Work request: Among the entries that follow, find the lines containing the string "path" and copy them.

Given information:
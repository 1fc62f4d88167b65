use std::path::PathBuf;
use thiserror::Error;

#[derive(Debug, Error)]
pub enum CrunchError {
    #[error("I/O error: {0}")]
    Io(#[from] std::io::Error),

    #[error("failed to load png: {path}")]
    Decode {
        path: PathBuf,
        #[source]
        source: image::ImageError,
    },

    #[error("failed to save png: {path}")]
    Encode {
        path: PathBuf,
        #[source]
        source: image::ImageError,
    },

    #[error("invalid configuration: {0}")]
    InvalidConfig(String),

    #[error("packing failed, could not fit bitmap: {name}")]
    PackingImpossible { name: String },
}

pub type Result<T> = std::result::Result<T, CrunchError>;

Exercise output:
use std::path::PathBuf;
    #[error("failed to load png: {path}")]
        path: PathBuf,
    #[error("failed to save png: {path}")]
        path: PathBuf,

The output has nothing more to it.